BEGIN Data supplied
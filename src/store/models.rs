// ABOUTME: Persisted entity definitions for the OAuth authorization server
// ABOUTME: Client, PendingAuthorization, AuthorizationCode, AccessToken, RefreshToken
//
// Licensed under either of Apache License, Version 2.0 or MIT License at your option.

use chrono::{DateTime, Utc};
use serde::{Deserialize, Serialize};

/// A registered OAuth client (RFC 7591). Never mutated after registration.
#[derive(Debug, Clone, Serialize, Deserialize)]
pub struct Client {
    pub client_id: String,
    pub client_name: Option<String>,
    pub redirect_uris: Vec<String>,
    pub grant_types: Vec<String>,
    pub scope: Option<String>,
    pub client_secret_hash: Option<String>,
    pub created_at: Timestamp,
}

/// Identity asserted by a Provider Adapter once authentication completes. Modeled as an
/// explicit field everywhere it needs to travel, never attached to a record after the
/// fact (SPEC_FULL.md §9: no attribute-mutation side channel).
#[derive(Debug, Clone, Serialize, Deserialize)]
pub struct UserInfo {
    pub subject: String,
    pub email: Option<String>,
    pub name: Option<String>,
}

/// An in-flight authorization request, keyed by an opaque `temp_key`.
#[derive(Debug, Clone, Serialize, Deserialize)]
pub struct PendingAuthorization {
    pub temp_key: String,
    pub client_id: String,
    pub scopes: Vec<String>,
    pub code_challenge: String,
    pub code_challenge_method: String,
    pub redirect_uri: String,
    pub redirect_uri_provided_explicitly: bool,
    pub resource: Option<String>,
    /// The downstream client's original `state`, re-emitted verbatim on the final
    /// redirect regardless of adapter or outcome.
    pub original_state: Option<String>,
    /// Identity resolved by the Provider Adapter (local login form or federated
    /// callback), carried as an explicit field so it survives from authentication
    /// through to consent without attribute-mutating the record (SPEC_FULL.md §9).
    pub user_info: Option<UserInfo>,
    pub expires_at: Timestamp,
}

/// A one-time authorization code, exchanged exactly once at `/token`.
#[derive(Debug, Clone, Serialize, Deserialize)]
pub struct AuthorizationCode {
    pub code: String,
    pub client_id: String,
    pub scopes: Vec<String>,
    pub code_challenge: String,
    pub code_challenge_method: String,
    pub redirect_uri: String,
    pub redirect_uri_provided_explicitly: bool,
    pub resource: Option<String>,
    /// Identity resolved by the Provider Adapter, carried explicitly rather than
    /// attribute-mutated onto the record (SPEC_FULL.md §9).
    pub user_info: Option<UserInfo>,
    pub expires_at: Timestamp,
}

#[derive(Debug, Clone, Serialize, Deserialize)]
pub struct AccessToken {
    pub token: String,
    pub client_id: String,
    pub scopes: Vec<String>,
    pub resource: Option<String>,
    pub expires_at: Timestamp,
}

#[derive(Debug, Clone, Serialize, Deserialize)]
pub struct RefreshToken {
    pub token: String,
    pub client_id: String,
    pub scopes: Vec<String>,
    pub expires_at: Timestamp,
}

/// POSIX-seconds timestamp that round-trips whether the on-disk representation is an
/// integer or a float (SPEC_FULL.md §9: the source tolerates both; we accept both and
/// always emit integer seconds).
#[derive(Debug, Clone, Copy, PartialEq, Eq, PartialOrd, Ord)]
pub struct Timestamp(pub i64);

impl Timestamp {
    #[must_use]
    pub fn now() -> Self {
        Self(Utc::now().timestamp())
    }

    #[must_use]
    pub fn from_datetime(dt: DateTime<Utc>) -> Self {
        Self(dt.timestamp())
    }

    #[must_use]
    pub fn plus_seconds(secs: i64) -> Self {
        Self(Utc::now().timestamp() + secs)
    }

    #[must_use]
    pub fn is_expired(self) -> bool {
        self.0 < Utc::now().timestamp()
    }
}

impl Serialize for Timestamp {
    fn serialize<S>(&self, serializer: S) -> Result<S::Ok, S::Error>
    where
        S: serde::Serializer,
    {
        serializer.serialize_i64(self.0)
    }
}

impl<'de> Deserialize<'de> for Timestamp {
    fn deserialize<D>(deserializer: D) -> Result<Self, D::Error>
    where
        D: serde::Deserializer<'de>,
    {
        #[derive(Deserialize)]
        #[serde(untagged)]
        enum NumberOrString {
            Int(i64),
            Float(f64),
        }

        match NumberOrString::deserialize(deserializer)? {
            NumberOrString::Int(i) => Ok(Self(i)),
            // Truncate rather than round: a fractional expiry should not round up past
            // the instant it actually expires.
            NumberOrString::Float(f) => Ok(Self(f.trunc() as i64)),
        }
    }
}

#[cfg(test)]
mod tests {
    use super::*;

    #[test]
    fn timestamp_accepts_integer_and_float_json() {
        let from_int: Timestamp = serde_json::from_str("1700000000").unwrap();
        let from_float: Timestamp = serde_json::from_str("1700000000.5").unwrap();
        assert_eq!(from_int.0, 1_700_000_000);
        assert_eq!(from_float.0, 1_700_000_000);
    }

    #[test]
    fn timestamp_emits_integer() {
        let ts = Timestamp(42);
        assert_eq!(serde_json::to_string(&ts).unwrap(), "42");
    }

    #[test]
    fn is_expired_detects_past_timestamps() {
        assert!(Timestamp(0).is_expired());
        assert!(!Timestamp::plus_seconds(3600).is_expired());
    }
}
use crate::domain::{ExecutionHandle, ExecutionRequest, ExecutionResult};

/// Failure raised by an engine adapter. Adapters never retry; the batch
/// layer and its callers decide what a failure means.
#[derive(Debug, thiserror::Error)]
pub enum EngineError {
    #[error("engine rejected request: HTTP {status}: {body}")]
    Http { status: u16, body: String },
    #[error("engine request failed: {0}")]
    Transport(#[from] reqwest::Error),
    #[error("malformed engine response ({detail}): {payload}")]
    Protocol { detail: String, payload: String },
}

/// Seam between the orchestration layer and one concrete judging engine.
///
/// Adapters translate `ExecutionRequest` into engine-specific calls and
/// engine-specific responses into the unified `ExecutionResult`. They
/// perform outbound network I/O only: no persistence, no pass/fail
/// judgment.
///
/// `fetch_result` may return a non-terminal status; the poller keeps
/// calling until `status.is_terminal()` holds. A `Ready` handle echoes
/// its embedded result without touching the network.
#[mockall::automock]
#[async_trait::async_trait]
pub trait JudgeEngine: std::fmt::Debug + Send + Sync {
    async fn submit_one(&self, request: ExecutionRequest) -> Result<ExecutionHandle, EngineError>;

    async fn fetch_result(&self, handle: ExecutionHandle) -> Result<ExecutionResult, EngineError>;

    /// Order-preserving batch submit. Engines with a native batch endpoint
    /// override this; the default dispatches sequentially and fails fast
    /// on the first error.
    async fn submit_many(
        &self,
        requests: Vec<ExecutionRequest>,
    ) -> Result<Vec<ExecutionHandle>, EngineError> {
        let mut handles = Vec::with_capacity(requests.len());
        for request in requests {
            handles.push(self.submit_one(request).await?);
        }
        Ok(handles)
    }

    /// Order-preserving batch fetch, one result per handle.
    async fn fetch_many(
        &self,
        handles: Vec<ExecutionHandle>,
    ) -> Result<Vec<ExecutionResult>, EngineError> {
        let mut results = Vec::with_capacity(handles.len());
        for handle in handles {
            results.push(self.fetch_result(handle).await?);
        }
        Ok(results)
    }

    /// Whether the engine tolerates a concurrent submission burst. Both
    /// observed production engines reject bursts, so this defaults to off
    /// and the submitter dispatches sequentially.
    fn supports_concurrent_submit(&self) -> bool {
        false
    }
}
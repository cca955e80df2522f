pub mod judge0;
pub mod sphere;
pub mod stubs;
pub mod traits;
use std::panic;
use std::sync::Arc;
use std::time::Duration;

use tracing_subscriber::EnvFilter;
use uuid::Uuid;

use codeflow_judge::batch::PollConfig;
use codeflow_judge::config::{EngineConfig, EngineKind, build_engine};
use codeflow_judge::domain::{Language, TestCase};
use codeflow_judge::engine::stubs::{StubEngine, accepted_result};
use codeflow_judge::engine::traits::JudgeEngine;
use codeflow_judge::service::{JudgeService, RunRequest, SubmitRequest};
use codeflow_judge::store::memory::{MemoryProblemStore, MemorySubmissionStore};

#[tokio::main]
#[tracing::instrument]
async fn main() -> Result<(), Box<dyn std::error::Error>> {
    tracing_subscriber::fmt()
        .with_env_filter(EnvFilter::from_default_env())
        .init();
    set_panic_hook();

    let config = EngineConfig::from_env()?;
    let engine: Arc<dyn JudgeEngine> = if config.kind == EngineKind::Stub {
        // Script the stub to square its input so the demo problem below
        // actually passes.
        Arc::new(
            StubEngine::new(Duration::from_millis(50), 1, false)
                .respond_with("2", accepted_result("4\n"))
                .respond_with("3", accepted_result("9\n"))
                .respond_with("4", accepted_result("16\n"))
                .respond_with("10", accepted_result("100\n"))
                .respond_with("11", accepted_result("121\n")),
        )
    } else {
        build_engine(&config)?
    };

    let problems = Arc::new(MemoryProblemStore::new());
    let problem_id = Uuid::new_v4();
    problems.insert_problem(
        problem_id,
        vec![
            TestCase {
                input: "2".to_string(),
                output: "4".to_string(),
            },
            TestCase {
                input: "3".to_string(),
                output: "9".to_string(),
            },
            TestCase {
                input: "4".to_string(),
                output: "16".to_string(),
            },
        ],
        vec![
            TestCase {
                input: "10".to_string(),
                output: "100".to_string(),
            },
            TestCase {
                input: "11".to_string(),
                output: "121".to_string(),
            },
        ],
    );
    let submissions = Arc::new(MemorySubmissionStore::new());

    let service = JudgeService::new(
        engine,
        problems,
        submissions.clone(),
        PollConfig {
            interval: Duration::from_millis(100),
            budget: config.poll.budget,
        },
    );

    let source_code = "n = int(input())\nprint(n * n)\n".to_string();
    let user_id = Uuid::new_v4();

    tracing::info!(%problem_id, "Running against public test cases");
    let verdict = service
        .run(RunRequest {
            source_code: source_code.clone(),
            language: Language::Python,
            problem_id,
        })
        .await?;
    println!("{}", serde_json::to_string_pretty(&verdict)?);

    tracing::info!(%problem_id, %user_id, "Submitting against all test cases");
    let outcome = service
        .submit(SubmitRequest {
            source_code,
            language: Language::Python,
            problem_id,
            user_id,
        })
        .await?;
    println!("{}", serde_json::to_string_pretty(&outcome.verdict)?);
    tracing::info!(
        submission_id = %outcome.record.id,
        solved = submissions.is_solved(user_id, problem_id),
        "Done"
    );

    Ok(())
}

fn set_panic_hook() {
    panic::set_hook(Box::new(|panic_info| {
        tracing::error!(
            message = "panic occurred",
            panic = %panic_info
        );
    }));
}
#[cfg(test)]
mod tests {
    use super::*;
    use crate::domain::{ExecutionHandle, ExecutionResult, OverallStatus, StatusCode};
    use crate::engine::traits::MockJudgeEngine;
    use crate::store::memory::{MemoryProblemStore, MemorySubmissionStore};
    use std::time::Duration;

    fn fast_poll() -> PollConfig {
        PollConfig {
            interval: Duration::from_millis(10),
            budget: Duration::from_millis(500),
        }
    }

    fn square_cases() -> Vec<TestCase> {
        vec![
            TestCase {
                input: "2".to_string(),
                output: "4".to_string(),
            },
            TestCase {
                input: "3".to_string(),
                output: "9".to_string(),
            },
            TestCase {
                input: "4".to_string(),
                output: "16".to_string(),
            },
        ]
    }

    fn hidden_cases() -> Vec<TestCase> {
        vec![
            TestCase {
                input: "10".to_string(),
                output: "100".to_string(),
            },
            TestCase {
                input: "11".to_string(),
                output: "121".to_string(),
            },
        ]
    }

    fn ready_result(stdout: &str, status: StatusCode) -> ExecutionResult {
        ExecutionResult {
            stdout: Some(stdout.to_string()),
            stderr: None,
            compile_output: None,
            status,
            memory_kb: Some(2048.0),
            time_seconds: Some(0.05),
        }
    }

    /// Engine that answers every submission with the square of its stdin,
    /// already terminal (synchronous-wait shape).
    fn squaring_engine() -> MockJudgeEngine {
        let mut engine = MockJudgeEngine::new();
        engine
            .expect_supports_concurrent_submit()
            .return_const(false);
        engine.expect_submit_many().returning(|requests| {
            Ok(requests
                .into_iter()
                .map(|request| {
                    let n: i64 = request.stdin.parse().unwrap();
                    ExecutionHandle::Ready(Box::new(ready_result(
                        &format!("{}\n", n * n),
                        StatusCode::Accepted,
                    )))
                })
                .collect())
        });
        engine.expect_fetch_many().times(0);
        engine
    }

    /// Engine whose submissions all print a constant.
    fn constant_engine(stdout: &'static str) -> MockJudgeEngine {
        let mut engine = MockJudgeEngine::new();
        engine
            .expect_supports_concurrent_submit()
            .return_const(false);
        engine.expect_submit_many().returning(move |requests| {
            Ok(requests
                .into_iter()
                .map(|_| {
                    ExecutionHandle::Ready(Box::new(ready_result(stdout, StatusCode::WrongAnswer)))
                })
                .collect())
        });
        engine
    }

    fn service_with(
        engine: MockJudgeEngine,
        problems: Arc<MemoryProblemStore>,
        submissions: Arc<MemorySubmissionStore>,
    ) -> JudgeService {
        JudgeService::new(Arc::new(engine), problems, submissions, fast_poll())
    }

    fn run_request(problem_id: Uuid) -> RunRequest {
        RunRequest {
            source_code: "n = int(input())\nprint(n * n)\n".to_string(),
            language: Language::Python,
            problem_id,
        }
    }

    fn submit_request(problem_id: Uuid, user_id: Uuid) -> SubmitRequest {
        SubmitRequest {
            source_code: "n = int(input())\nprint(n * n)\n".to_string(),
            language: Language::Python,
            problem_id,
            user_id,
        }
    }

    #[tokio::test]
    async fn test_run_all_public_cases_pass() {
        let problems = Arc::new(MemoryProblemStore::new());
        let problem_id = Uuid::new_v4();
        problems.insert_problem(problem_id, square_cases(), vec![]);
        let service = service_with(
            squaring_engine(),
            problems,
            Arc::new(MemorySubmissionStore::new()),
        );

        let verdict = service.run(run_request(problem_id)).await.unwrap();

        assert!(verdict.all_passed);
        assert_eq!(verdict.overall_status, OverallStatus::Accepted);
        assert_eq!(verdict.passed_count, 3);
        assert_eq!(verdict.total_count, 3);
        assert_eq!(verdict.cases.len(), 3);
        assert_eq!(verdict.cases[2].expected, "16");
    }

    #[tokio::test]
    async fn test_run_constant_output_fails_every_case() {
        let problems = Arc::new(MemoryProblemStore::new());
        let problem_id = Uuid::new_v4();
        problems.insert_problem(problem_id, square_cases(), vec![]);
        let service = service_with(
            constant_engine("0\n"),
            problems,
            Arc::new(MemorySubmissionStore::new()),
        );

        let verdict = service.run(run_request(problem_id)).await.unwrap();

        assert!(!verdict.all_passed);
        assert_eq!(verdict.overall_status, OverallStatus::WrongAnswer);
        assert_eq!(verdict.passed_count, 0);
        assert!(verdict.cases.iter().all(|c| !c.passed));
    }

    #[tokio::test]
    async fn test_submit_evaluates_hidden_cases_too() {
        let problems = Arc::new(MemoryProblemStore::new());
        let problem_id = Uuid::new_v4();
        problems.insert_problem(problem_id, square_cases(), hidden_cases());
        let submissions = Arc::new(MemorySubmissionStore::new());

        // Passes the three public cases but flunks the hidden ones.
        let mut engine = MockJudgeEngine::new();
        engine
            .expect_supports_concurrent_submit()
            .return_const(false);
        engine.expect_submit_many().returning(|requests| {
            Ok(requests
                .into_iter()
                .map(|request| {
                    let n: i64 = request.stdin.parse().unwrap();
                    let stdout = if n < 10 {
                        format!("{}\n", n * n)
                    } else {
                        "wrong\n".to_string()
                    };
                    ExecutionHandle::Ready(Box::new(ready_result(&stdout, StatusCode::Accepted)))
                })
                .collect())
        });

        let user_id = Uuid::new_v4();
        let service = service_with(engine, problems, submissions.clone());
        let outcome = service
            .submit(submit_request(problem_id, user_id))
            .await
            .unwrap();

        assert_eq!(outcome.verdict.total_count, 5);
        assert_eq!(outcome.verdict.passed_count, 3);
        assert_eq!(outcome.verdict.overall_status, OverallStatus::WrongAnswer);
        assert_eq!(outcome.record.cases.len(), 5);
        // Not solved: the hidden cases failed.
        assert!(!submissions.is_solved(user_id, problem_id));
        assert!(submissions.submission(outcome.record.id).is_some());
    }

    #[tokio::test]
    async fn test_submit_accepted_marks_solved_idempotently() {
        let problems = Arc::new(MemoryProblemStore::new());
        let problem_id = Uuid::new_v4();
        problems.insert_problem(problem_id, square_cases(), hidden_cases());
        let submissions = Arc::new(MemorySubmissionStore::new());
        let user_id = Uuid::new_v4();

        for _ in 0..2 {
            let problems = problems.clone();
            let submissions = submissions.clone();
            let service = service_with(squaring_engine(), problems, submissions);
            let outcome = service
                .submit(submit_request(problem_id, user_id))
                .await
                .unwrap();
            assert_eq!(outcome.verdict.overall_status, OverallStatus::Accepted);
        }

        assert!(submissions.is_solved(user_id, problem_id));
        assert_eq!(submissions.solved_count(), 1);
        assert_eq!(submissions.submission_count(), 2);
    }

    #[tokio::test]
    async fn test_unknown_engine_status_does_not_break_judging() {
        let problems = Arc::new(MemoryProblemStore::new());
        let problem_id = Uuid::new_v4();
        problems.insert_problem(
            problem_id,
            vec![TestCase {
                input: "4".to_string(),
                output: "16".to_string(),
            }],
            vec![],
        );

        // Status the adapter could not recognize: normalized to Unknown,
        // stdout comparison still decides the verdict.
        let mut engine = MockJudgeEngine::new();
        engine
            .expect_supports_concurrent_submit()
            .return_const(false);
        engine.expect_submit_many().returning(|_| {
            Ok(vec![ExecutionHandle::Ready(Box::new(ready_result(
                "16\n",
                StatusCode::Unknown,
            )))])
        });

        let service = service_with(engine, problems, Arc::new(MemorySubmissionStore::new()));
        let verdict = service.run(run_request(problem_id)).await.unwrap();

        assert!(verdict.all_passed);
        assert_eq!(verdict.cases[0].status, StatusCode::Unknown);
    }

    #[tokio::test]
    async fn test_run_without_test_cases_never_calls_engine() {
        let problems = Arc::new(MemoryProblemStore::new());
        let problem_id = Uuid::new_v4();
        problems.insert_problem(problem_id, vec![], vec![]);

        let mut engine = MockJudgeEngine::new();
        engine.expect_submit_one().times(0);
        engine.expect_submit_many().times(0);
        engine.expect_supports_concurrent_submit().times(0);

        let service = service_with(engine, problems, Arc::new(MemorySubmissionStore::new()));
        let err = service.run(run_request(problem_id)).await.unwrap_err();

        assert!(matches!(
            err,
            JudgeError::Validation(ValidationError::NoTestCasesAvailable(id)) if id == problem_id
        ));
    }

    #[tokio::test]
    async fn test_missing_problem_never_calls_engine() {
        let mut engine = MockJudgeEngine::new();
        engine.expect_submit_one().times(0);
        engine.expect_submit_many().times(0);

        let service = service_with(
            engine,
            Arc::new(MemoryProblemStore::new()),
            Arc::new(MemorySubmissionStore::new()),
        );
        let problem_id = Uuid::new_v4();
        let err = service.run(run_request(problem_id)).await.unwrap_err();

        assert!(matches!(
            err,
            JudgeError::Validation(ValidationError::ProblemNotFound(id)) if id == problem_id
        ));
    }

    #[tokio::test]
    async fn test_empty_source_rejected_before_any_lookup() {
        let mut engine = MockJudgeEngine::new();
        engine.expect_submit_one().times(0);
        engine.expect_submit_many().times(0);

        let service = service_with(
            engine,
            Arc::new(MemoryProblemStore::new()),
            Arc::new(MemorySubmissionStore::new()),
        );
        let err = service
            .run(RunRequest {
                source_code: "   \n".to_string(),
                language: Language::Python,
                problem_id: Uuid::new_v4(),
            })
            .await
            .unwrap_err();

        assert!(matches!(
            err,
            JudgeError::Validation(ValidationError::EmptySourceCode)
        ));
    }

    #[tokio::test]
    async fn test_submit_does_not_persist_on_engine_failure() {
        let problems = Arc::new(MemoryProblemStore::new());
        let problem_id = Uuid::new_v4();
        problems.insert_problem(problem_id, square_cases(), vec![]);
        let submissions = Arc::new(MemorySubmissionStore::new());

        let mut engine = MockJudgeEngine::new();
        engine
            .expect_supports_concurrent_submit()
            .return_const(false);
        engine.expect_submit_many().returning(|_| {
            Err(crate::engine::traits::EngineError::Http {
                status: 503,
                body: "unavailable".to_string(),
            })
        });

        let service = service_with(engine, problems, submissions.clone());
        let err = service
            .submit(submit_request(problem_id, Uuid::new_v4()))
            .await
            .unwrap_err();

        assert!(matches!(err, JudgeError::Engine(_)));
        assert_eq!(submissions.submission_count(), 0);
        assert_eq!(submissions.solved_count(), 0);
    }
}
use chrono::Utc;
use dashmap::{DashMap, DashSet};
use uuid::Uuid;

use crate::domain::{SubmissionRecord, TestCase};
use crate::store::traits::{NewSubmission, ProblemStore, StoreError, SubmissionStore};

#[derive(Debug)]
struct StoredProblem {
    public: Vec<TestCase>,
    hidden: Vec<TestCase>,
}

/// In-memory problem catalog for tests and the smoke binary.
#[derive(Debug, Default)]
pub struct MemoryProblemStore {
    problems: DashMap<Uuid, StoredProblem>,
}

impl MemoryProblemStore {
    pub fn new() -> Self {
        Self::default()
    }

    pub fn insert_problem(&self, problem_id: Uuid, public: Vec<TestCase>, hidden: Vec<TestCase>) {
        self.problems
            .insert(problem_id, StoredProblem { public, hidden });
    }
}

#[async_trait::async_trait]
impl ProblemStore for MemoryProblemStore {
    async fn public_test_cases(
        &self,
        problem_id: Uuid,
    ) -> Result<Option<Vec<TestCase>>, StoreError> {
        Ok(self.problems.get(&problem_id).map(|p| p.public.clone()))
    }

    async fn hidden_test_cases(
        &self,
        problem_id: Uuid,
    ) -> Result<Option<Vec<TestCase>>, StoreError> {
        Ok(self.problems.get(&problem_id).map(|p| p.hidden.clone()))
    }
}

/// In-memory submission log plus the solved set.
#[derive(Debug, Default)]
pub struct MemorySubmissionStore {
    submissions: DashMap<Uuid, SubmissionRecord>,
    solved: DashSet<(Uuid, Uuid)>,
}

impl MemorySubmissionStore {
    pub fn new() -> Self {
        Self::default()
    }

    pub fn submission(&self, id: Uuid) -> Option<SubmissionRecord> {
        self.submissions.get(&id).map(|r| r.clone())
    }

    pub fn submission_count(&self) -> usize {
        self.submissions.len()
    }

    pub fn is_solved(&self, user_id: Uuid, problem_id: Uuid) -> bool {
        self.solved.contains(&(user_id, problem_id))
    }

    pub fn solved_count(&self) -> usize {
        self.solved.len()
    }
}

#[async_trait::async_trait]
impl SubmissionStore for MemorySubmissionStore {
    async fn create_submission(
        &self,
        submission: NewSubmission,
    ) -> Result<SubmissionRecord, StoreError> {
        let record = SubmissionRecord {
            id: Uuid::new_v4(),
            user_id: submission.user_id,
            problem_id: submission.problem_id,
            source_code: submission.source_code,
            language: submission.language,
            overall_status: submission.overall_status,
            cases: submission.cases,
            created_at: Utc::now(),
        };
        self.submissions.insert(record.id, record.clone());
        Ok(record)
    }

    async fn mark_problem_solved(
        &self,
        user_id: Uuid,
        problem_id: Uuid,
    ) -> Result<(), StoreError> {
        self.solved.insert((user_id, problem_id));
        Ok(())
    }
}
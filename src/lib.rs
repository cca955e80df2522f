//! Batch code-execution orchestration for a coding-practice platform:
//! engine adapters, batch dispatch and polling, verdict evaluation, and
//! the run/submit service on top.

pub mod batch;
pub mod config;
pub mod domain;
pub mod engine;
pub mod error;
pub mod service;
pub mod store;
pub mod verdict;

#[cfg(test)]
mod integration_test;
END Data supplied
* **What you should do**
Find every line of the data above that holds the word "NumberOrString", then state how many there are and nothing else.

* **Solved problem**
4